Your goal: The required answer is an exact copy of every entry underneath.
##### Stored data #####
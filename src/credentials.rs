//! Terminal credentials in the OS credential store (Keychain, DPAPI or the
//! Secret Service API via the `keyring` crate).

use keyring::Entry;
use tracing::{info, warn};

use crate::error::{Result, SyncError};

const SERVICE_NAME: &str = "festival-pos-sync";

pub const KEY_API_KEY: &str = "pos_api_key";
pub const KEY_TERMINAL_ID: &str = "terminal_id";

/// Read one credential. Missing entries and keyring failures both yield
/// `None`; failures are logged.
pub fn get_credential(key: &str) -> Option<String> {
    let entry = match Entry::new(SERVICE_NAME, key) {
        Ok(e) => e,
        Err(e) => {
            warn!(key, error = %e, "keyring: failed to create entry");
            return None;
        }
    };
    match entry.get_password() {
        Ok(pw) if !pw.trim().is_empty() => Some(pw.trim().to_string()),
        Ok(_) | Err(keyring::Error::NoEntry) => None,
        Err(e) => {
            warn!(key, error = %e, "keyring: failed to read credential");
            None
        }
    }
}

pub fn set_credential(key: &str, value: &str) -> Result<()> {
    let entry = Entry::new(SERVICE_NAME, key).map_err(keyring_error)?;
    entry.set_password(value).map_err(keyring_error)?;
    info!(key, value = %redact(value), "Credential stored");
    Ok(())
}

/// Succeeds when the entry does not exist.
pub fn delete_credential(key: &str) -> Result<()> {
    let entry = Entry::new(SERVICE_NAME, key).map_err(keyring_error)?;
    match entry.delete_credential() {
        Ok(()) | Err(keyring::Error::NoEntry) => Ok(()),
        Err(e) => Err(keyring_error(e)),
    }
}

/// Store the pair handed out at terminal onboarding.
pub fn store_terminal_credentials(api_key: &str, terminal_id: &str) -> Result<()> {
    let api_key = api_key.trim();
    let terminal_id = terminal_id.trim();
    if api_key.is_empty() || terminal_id.is_empty() {
        return Err(SyncError::Config(
            "apiKey and terminalId are both required".into(),
        ));
    }
    set_credential(KEY_API_KEY, api_key)?;
    set_credential(KEY_TERMINAL_ID, terminal_id)?;
    Ok(())
}

pub fn clear_terminal_credentials() -> Result<()> {
    delete_credential(KEY_API_KEY)?;
    delete_credential(KEY_TERMINAL_ID)?;
    info!("Terminal credentials cleared");
    Ok(())
}

/// Show only the last four characters of a secret.
pub fn redact(value: &str) -> String {
    let chars: Vec<char> = value.chars().collect();
    if chars.len() <= 4 {
        return "****".to_string();
    }
    let tail: String = chars[chars.len() - 4..].iter().collect();
    format!("****{tail}")
}

fn keyring_error(err: keyring::Error) -> SyncError {
    SyncError::Config(format!("keyring: {err}"))
}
#####
Finished exercise:
filename src/credentials.rs
//! Terminal credentials in the OS credential store (Keychain, DPAPI or the
//! Secret Service API via the `keyring` crate).

use keyring::Entry;
use tracing::{info, warn};

use crate::error::{Result, SyncError};

const SERVICE_NAME: &str = "festival-pos-sync";

pub const KEY_API_KEY: &str = "pos_api_key";
pub const KEY_TERMINAL_ID: &str = "terminal_id";

/// Read one credential. Missing entries and keyring failures both yield
/// `None`; failures are logged.
pub fn get_credential(key: &str) -> Option<String> {
    let entry = match Entry::new(SERVICE_NAME, key) {
        Ok(e) => e,
        Err(e) => {
            warn!(key, error = %e, "keyring: failed to create entry");
            return None;
        }
    };
    match entry.get_password() {
        Ok(pw) if !pw.trim().is_empty() => Some(pw.trim().to_string()),
        Ok(_) | Err(keyring::Error::NoEntry) => None,
        Err(e) => {
            warn!(key, error = %e, "keyring: failed to read credential");
            None
        }
    }
}

pub fn set_credential(key: &str, value: &str) -> Result<()> {
    let entry = Entry::new(SERVICE_NAME, key).map_err(keyring_error)?;
    entry.set_password(value).map_err(keyring_error)?;
    info!(key, value = %redact(value), "Credential stored");
    Ok(())
}

/// Succeeds when the entry does not exist.
pub fn delete_credential(key: &str) -> Result<()> {
    let entry = Entry::new(SERVICE_NAME, key).map_err(keyring_error)?;
    match entry.delete_credential() {
        Ok(()) | Err(keyring::Error::NoEntry) => Ok(()),
        Err(e) => Err(keyring_error(e)),
    }
}

/// Store the pair handed out at terminal onboarding.
pub fn store_terminal_credentials(api_key: &str, terminal_id: &str) -> Result<()> {
    let api_key = api_key.trim();
    let terminal_id = terminal_id.trim();
    if api_key.is_empty() || terminal_id.is_empty() {
        return Err(SyncError::Config(
            "apiKey and terminalId are both required".into(),
        ));
    }
    set_credential(KEY_API_KEY, api_key)?;
    set_credential(KEY_TERMINAL_ID, terminal_id)?;
    Ok(())
}

pub fn clear_terminal_credentials() -> Result<()> {
    delete_credential(KEY_API_KEY)?;
    delete_credential(KEY_TERMINAL_ID)?;
    info!("Terminal credentials cleared");
    Ok(())
}

/// Show only the last four characters of a secret.
pub fn redact(value: &str) -> String {
    let chars: Vec<char> = value.chars().collect();
    if chars.len() <= 4 {
        return "****".to_string();
    }
    let tail: String = chars[chars.len() - 4..].iter().collect();
    format!("****{tail}")
}

fn keyring_error(err: keyring::Error) -> SyncError {
    SyncError::Config(format!("keyring: {err}"))
}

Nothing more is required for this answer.